*What to work on*:
Please write each record out again word for word.

===

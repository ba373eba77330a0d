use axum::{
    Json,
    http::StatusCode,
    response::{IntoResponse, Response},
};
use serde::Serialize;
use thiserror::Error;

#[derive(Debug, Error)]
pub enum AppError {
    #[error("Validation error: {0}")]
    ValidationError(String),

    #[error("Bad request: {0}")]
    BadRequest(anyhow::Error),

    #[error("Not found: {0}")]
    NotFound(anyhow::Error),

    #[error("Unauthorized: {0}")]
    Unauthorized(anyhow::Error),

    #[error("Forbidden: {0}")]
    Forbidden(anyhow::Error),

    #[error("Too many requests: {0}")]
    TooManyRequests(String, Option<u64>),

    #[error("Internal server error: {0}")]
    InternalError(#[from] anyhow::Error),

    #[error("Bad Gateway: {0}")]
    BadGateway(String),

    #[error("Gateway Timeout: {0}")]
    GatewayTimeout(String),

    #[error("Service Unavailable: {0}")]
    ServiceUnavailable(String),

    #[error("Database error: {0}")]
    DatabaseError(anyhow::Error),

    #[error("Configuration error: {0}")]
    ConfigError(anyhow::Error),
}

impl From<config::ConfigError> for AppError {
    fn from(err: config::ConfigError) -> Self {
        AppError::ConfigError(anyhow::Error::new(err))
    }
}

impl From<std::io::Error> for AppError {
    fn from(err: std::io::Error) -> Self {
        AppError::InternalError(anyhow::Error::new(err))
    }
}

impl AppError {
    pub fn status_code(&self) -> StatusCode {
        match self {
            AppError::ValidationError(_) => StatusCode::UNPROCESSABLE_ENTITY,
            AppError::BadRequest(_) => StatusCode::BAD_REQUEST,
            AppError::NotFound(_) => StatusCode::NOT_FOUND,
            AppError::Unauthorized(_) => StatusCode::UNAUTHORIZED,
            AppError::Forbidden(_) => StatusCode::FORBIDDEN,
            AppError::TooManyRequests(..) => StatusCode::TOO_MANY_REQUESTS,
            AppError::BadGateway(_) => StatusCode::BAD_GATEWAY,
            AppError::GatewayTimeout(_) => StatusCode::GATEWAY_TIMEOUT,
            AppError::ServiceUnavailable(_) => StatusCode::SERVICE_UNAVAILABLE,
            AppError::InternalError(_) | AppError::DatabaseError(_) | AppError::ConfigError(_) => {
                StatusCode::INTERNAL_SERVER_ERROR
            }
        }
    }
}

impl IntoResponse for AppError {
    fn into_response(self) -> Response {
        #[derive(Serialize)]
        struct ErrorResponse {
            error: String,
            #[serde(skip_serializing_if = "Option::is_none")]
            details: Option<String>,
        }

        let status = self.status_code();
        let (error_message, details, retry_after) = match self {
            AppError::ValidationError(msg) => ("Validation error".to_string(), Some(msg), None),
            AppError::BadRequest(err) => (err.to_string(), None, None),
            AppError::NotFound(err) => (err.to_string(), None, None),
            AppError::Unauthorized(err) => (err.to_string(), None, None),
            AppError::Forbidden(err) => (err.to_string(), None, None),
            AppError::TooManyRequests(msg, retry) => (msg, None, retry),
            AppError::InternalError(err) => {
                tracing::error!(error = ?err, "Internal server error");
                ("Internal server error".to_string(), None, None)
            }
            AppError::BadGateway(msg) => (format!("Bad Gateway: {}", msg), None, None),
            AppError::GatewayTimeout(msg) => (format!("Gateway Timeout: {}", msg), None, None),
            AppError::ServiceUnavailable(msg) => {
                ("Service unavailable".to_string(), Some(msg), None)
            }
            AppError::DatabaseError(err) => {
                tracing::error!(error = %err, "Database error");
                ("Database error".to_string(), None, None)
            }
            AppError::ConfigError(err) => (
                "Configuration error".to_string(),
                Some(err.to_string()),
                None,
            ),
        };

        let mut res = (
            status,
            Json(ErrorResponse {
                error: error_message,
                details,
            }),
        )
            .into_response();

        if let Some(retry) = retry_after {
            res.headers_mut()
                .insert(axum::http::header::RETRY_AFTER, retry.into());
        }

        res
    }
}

===

*Solution to the problem*:
repository ba373eba77330a0d
use axum::{
    Json,
    http::StatusCode,
    response::{IntoResponse, Response},
};
use serde::Serialize;
use thiserror::Error;

#[derive(Debug, Error)]
pub enum AppError {
    #[error("Validation error: {0}")]
    ValidationError(String),

    #[error("Bad request: {0}")]
    BadRequest(anyhow::Error),

    #[error("Not found: {0}")]
    NotFound(anyhow::Error),

    #[error("Unauthorized: {0}")]
    Unauthorized(anyhow::Error),

    #[error("Forbidden: {0}")]
    Forbidden(anyhow::Error),

    #[error("Too many requests: {0}")]
    TooManyRequests(String, Option<u64>),

    #[error("Internal server error: {0}")]
    InternalError(#[from] anyhow::Error),

    #[error("Bad Gateway: {0}")]
    BadGateway(String),

    #[error("Gateway Timeout: {0}")]
    GatewayTimeout(String),

    #[error("Service Unavailable: {0}")]
    ServiceUnavailable(String),

    #[error("Database error: {0}")]
    DatabaseError(anyhow::Error),

    #[error("Configuration error: {0}")]
    ConfigError(anyhow::Error),
}

impl From<config::ConfigError> for AppError {
    fn from(err: config::ConfigError) -> Self {
        AppError::ConfigError(anyhow::Error::new(err))
    }
}

impl From<std::io::Error> for AppError {
    fn from(err: std::io::Error) -> Self {
        AppError::InternalError(anyhow::Error::new(err))
    }
}

impl AppError {
    pub fn status_code(&self) -> StatusCode {
        match self {
            AppError::ValidationError(_) => StatusCode::UNPROCESSABLE_ENTITY,
            AppError::BadRequest(_) => StatusCode::BAD_REQUEST,
            AppError::NotFound(_) => StatusCode::NOT_FOUND,
            AppError::Unauthorized(_) => StatusCode::UNAUTHORIZED,
            AppError::Forbidden(_) => StatusCode::FORBIDDEN,
            AppError::TooManyRequests(..) => StatusCode::TOO_MANY_REQUESTS,
            AppError::BadGateway(_) => StatusCode::BAD_GATEWAY,
            AppError::GatewayTimeout(_) => StatusCode::GATEWAY_TIMEOUT,
            AppError::ServiceUnavailable(_) => StatusCode::SERVICE_UNAVAILABLE,
            AppError::InternalError(_) | AppError::DatabaseError(_) | AppError::ConfigError(_) => {
                StatusCode::INTERNAL_SERVER_ERROR
            }
        }
    }
}

impl IntoResponse for AppError {
    fn into_response(self) -> Response {
        #[derive(Serialize)]
        struct ErrorResponse {
            error: String,
            #[serde(skip_serializing_if = "Option::is_none")]
            details: Option<String>,
        }

        let status = self.status_code();
        let (error_message, details, retry_after) = match self {
            AppError::ValidationError(msg) => ("Validation error".to_string(), Some(msg), None),
            AppError::BadRequest(err) => (err.to_string(), None, None),
            AppError::NotFound(err) => (err.to_string(), None, None),
            AppError::Unauthorized(err) => (err.to_string(), None, None),
            AppError::Forbidden(err) => (err.to_string(), None, None),
            AppError::TooManyRequests(msg, retry) => (msg, None, retry),
            AppError::InternalError(err) => {
                tracing::error!(error = ?err, "Internal server error");
                ("Internal server error".to_string(), None, None)
            }
            AppError::BadGateway(msg) => (format!("Bad Gateway: {}", msg), None, None),
            AppError::GatewayTimeout(msg) => (format!("Gateway Timeout: {}", msg), None, None),
            AppError::ServiceUnavailable(msg) => {
                ("Service unavailable".to_string(), Some(msg), None)
            }
            AppError::DatabaseError(err) => {
                tracing::error!(error = %err, "Database error");
                ("Database error".to_string(), None, None)
            }
            AppError::ConfigError(err) => (
                "Configuration error".to_string(),
                Some(err.to_string()),
                None,
            ),
        };

        let mut res = (
            status,
            Json(ErrorResponse {
                error: error_message,
                details,
            }),
        )
            .into_response();

        if let Some(retry) = retry_after {
            res.headers_mut()
                .insert(axum::http::header::RETRY_AFTER, retry.into());
        }

        res
    }
}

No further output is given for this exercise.